No, that was me, not Pavel.
> OK, so to translate: it sounds like the answer is No, you
> haven't seen this policy in real life.
As I point out in subsequent paragraphs, I *have* in fact seen systems that
implement essentially the same semantics.
> More to the point, the real question is whether this policy
> is embedded in code anywhere such that Michael's mechanism would
> introduce a new security hole, and if so, whether the cost of
> that would outweigh the benefit of his mechanism.
Granted - but "is it embedded in code anywhere" is different from "does
anybody use such a policy". The semantic is used by many shops, but isn't
embedded in code anywhere that I know of - it's always done via system
config.
Take a standard stock Fedora install. Configure it to use LDAP for user
authentication. Screw up the config with a typo. Reboot to single user to fix,
you get a # prompt without entering a password. You now have Pavel's policy:
> "If the network works, noone can
> log in locally, because administration is normally done over
> network.
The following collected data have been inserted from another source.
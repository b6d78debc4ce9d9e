//! Local sub-map assembly.
//!
//! The sub-map is the union of transformed feature clouds from keyframes
//! around the current pose. Per-keyframe transformed clouds are cached so
//! repeated assembly stays cheap; the cache is evicted when it outgrows its
//! bound and flushed whenever pose corrections invalidate it.

use std::collections::{BTreeSet, HashMap};

use kiddo::SquaredEuclidean;

use crate::core::types::{PointCloud3D, Pose3D};
use crate::preprocess::VoxelGridFilter;

use super::keyframe::KeyframeStore;

/// Time window (seconds) of recent keyframes always included, so the
/// sub-map survives pure rotation in place.
const RECENT_KEYFRAME_WINDOW: f64 = 10.0;

/// Select sub-map keyframes: radius neighbors of the latest keypose,
/// thinned to `density`, plus all keyframes from the last 10 seconds.
pub fn select_surrounding_keyframes(
    store: &KeyframeStore,
    radius: f64,
    density: f32,
    now: f64,
) -> Vec<usize> {
    let latest = match store.latest() {
        Some(keyframe) => keyframe.pose,
        None => return Vec::new(),
    };

    let nearby = store.neighbors_within(&latest, radius);

    // Thin the nearby keyposes with a voxel grid, then map each surviving
    // centroid back to its closest keypose.
    let mut positions = PointCloud3D::with_capacity(nearby.len());
    for &id in &nearby {
        let t = store.get(id).expect("neighbor id is valid").pose.translation();
        positions.push(t.x as f32, t.y as f32, t.z as f32, id as f32);
    }
    let thinned = VoxelGridFilter::new(density).filter(&positions);

    let tree = store.position_tree();
    let mut selected: BTreeSet<usize> = BTreeSet::new();
    for i in 0..thinned.len() {
        let nearest = tree.nearest_one::<SquaredEuclidean>(&thinned.point(i));
        selected.insert(nearest.item as usize);
    }

    for id in store.recent_within(now, RECENT_KEYFRAME_WINDOW) {
        selected.insert(id);
    }

    selected.into_iter().collect()
}

/// Cache of per-keyframe feature clouds transformed into the map frame.
#[derive(Debug)]
pub struct SubmapCache {
    cache: HashMap<usize, (PointCloud3D, PointCloud3D)>,
    capacity: usize,
}

impl Default for SubmapCache {
    fn default() -> Self {
        Self::new(1000)
    }
}

impl SubmapCache {
    /// Create a cache evicting everything once `capacity` is exceeded.
    pub fn new(capacity: usize) -> Self {
        Self {
            cache: HashMap::new(),
            capacity,
        }
    }

    /// Number of cached keyframes.
    pub fn len(&self) -> usize {
        self.cache.len()
    }

    /// Check if empty.
    pub fn is_empty(&self) -> bool {
        self.cache.is_empty()
    }

    /// Drop every cached cloud. Called when keyframe poses move.
    pub fn flush(&mut self) {
        self.cache.clear();
    }

    /// Assemble the sub-map from the given keyframes.
    ///
    /// Returns the union `(edge, plane)` clouds in the map frame. Entries
    /// missing from the cache are transformed and cached; the whole cache is
    /// evicted afterwards if it exceeds capacity.
    pub fn assemble(
        &mut self,
        store: &KeyframeStore,
        ids: &[usize],
        current: &Pose3D,
        radius: f64,
    ) -> (PointCloud3D, PointCloud3D) {
        let mut edge = PointCloud3D::new();
        let mut plane = PointCloud3D::new();

        for &id in ids {
            let keyframe = match store.get(id) {
                Some(keyframe) => keyframe,
                None => continue,
            };
            if keyframe.pose.translation_distance(current) > radius {
                continue;
            }

            if let Some((cached_edge, cached_plane)) = self.cache.get(&id) {
                edge.extend(cached_edge);
                plane.extend(cached_plane);
            } else {
                let transformed_edge = keyframe.edge_cloud.transform(&keyframe.pose);
                let transformed_plane = keyframe.plane_cloud.transform(&keyframe.pose);
                edge.extend(&transformed_edge);
                plane.extend(&transformed_plane);
                self.cache.insert(id, (transformed_edge, transformed_plane));
            }
        }

        if self.cache.len() > self.capacity {
            self.cache.clear();
        }

        (edge, plane)
    }
}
If the network fails, larger set of people is allowed in,
> because something clearly went wrong and we want anyone going around
> to fix it."
So yes, it *does* exist in the real world - unless there are *zero* Fedora
boxes that use LDAP, and haven't manually changed the init config to run
sulogin on a single-user boot.
> I think what Michael is trying to do has the potential to be very
> valuable and should be supported, and this is not a convincing
> argument against it.
In case you didn't notice, I've been on the "this looks sane if we can actually
do it correctly" side of the fence. Michael's code isn't something I'd
personally run, because it doesn't address the threat models I worry about -
but I see the value for those people who do worry about them.
And hey, maybe we'll get lucky and we'll get the ability to have a stacker
that does MAC LSM + targeted add-ons, because in my world, the easiest fix
is the distributed SELinux 'mls' policy plus an add-on LSM - even though it's
likely that most of the stuff I want *could* be done via SELinux policy, in
many cases 20 lines of C is easier than retrofitting a policy patch or getting
the policy patch pushed upstream...
Out of curiosity, any of the other security types here ever included "getting
the damned semi-clued auditor who insists on cargo-cult checklists out of your
office" as part of your threat model? Only a half-smiley on this one...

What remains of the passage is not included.